AIM OF THE TASK:
From the entries below, pull out each line where "every" appears.

RAW DATA:
═══
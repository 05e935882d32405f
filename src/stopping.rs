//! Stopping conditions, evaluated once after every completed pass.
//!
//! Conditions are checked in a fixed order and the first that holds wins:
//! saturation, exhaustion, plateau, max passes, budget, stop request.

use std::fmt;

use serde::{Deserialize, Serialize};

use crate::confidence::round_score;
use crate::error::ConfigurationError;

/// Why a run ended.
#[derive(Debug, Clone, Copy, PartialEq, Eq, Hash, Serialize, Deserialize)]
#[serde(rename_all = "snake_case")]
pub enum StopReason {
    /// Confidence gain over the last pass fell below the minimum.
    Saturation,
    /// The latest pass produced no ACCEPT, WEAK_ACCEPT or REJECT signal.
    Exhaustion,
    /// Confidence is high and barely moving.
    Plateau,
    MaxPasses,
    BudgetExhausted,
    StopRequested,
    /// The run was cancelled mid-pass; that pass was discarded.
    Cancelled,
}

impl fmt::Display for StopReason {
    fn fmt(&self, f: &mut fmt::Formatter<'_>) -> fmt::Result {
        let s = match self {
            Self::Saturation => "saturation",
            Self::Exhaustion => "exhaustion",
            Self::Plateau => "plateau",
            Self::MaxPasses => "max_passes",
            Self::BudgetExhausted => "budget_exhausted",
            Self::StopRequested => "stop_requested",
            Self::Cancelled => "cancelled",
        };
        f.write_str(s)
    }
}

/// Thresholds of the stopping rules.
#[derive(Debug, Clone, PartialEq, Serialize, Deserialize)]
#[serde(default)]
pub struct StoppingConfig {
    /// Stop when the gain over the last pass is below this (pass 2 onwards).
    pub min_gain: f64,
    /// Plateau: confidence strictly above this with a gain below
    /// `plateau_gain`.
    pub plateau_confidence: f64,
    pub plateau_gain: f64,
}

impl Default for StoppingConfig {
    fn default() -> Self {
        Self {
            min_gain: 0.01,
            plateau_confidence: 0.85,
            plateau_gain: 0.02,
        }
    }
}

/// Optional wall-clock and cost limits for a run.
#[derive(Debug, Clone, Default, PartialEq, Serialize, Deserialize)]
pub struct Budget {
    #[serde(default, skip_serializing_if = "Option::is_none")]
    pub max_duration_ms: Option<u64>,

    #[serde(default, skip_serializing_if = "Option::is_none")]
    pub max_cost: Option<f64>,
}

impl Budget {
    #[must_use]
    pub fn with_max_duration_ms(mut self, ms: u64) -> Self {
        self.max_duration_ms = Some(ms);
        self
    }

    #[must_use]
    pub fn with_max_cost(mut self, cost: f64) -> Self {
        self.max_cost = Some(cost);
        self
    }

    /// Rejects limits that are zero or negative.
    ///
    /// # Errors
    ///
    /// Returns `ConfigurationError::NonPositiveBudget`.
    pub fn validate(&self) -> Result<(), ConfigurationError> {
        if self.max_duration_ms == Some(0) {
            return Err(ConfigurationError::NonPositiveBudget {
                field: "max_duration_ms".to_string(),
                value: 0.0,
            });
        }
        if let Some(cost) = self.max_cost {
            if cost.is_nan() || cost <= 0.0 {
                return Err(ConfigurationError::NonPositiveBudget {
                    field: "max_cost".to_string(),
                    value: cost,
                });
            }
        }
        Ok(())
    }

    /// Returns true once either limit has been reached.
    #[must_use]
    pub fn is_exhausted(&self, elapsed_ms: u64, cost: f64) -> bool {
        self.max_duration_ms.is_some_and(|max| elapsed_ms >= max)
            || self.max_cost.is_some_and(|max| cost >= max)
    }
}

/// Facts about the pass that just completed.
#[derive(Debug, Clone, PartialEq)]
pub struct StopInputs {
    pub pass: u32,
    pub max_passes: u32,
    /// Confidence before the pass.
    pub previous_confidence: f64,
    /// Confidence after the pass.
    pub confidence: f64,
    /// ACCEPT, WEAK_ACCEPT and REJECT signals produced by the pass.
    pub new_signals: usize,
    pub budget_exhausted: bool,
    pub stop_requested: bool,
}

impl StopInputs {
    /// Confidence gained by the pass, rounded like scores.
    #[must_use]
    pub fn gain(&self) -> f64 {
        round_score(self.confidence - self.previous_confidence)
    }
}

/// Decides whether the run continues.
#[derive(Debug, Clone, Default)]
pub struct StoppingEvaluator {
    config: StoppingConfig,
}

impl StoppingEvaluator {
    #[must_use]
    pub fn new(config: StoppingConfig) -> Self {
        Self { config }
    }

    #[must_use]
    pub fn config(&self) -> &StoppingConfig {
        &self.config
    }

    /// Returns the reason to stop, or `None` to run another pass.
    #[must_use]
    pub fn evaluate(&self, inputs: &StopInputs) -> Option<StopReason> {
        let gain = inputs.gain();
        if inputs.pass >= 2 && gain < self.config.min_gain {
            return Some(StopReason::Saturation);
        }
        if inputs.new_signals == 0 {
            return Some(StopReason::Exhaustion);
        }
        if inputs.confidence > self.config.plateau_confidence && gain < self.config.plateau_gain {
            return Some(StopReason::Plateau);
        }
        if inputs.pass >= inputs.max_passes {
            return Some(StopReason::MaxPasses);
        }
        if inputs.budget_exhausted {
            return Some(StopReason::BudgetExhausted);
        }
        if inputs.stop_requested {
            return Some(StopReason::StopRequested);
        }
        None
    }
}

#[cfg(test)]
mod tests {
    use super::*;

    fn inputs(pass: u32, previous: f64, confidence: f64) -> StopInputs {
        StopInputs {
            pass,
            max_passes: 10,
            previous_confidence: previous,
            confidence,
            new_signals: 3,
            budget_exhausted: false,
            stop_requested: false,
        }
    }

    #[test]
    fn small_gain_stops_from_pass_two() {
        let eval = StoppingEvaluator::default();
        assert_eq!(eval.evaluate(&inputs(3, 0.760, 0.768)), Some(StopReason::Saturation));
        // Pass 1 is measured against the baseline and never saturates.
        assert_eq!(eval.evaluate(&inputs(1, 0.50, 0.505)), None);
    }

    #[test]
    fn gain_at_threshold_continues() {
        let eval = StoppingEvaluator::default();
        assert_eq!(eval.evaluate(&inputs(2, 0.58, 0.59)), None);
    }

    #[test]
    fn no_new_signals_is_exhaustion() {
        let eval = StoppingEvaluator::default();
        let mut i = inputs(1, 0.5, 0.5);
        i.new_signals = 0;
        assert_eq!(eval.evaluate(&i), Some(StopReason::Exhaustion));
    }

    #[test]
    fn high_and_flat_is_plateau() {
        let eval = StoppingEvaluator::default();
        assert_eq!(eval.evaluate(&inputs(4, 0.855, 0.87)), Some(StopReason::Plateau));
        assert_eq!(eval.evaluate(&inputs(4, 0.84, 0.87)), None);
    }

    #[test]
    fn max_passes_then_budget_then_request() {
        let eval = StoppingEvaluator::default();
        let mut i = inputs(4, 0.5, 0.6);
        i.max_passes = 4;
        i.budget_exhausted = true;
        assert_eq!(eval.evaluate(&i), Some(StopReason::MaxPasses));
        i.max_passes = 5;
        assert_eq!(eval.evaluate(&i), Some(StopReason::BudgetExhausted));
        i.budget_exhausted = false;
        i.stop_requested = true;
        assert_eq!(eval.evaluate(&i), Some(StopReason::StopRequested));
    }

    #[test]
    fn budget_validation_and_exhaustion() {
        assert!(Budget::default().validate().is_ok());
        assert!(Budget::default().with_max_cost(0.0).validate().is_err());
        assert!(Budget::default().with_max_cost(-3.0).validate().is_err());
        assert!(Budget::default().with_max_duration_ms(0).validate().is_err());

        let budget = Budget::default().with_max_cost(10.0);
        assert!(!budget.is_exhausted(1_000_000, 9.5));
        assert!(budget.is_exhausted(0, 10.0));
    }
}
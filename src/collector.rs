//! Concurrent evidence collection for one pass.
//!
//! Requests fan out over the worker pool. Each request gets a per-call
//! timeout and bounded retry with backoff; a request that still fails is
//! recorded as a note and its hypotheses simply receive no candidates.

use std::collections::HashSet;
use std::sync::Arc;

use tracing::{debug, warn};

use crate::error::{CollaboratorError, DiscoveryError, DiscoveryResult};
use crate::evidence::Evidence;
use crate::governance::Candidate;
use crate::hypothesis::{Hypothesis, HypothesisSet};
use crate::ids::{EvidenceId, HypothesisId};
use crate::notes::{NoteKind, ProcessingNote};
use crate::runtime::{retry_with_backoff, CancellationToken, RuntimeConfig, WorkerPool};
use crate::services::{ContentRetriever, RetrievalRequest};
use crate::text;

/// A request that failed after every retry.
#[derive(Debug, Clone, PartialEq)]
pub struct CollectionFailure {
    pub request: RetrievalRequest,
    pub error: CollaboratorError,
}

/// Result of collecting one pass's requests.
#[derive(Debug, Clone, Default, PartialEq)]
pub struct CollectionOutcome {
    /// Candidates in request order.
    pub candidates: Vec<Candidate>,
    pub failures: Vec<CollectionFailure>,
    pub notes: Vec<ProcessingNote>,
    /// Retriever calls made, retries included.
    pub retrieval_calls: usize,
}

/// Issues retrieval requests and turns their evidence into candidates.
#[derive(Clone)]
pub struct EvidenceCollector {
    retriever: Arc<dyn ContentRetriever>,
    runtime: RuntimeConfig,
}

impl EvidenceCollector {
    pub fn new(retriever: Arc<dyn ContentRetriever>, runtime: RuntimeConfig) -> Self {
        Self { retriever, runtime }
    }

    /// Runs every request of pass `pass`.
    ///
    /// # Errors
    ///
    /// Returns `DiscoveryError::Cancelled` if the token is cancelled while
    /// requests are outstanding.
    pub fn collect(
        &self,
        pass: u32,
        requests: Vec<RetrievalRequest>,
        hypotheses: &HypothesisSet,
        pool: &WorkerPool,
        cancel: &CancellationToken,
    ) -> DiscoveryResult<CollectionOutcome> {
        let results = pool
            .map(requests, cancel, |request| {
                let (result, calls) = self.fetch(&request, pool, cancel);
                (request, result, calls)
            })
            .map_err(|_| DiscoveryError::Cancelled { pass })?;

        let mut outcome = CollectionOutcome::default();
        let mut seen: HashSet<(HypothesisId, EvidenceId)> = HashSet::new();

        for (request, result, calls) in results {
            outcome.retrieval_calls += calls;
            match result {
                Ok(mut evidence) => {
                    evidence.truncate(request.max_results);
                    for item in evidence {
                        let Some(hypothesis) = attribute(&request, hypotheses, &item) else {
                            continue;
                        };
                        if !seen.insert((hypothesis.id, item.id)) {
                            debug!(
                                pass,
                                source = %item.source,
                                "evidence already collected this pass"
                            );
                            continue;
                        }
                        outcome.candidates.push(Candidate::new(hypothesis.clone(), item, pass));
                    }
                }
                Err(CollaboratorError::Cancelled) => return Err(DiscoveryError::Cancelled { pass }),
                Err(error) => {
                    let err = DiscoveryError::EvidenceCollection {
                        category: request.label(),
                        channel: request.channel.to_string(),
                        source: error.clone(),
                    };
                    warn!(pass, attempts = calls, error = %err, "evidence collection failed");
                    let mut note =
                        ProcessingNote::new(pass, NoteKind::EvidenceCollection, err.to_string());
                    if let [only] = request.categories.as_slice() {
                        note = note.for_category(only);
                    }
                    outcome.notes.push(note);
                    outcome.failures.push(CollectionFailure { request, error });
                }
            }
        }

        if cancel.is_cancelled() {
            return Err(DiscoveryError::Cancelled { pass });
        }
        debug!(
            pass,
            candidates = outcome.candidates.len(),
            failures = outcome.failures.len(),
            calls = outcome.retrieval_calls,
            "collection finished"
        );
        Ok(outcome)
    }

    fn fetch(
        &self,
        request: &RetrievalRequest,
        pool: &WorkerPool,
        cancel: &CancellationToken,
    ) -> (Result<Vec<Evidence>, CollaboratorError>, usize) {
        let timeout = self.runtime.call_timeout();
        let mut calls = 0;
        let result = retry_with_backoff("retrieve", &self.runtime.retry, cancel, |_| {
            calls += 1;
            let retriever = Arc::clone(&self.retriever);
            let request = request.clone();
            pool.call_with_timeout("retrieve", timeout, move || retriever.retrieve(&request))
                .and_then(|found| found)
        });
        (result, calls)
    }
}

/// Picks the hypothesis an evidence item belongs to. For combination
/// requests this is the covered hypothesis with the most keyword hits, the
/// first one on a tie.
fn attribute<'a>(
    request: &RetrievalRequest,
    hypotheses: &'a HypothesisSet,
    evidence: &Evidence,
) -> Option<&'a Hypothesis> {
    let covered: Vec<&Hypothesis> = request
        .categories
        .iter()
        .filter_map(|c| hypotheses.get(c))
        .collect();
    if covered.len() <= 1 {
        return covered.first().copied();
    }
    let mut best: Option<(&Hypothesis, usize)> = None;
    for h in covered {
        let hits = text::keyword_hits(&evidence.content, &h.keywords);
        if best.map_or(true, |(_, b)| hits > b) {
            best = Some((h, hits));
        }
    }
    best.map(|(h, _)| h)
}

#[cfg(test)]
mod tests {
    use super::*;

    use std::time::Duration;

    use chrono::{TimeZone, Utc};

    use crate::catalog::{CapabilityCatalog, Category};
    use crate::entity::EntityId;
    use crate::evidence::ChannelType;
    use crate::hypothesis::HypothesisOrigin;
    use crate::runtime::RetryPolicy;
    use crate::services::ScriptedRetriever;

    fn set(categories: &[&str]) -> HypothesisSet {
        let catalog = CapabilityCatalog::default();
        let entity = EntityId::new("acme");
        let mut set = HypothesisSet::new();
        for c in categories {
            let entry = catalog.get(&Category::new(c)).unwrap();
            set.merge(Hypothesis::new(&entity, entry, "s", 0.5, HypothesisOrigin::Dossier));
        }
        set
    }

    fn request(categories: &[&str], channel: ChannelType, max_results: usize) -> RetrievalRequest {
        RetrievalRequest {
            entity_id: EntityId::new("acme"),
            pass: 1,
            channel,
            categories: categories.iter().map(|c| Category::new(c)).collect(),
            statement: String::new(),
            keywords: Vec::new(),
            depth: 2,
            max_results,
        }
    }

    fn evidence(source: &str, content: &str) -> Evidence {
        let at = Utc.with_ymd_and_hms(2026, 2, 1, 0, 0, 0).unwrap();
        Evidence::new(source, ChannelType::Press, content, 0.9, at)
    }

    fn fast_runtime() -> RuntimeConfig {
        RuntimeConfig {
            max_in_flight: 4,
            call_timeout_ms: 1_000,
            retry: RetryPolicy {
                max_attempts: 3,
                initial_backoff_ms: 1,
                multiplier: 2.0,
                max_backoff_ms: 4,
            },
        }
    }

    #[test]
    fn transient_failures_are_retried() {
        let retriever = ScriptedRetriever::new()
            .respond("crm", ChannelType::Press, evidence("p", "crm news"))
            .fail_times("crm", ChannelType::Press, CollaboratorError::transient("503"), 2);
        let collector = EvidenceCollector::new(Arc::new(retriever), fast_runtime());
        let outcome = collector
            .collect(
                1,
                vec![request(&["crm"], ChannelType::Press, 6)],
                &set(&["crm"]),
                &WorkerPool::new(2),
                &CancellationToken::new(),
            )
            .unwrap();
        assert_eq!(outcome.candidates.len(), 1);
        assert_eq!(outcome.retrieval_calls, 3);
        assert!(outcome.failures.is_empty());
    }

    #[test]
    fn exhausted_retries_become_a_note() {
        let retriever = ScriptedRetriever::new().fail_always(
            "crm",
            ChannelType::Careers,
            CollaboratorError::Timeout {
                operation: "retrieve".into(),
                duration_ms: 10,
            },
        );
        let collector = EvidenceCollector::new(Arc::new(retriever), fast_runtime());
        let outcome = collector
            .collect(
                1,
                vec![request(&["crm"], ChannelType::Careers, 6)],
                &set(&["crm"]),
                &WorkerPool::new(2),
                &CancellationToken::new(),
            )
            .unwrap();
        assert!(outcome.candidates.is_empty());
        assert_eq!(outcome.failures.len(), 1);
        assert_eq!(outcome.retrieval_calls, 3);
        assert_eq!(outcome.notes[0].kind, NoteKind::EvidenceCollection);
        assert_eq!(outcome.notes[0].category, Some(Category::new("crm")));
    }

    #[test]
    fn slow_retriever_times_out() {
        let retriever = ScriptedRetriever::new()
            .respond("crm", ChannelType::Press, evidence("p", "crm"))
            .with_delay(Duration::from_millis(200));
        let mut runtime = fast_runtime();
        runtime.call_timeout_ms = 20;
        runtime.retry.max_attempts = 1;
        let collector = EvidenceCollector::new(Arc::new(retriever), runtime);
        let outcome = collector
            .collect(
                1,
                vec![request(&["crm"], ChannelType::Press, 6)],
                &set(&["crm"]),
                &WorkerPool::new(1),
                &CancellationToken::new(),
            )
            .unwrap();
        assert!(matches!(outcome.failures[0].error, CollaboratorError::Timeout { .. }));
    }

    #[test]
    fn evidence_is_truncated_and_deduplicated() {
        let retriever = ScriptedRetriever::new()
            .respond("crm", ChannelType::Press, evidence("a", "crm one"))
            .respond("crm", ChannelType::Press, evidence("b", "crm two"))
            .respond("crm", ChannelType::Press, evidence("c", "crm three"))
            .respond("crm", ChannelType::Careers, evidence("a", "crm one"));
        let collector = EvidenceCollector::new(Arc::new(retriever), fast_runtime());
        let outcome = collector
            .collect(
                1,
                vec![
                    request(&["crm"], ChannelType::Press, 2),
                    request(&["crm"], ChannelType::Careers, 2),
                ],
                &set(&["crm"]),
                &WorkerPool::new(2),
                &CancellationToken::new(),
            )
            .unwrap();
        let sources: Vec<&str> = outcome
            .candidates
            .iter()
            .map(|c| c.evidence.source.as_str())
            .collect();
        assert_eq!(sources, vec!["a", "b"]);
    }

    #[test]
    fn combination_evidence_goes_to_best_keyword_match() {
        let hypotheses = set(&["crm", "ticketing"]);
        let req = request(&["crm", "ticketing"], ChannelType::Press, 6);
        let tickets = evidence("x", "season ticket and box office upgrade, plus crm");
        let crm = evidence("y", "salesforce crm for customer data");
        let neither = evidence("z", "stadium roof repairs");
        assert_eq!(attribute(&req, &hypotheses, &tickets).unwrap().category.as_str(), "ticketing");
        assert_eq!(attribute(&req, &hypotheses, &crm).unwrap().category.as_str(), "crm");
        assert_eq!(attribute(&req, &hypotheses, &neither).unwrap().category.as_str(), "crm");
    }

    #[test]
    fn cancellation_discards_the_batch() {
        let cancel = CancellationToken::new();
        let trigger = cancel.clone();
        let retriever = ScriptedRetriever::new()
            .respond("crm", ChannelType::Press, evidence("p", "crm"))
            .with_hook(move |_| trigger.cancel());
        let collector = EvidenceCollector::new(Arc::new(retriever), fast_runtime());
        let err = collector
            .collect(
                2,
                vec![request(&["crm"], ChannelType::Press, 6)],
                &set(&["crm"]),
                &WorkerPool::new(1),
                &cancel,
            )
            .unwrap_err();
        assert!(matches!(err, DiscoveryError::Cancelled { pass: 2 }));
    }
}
═══
RESULT OF THE EXERCISE:
//! Stopping conditions, evaluated once after every completed pass.
/// A request that failed after every retry.
    /// Runs every request of pass `pass`.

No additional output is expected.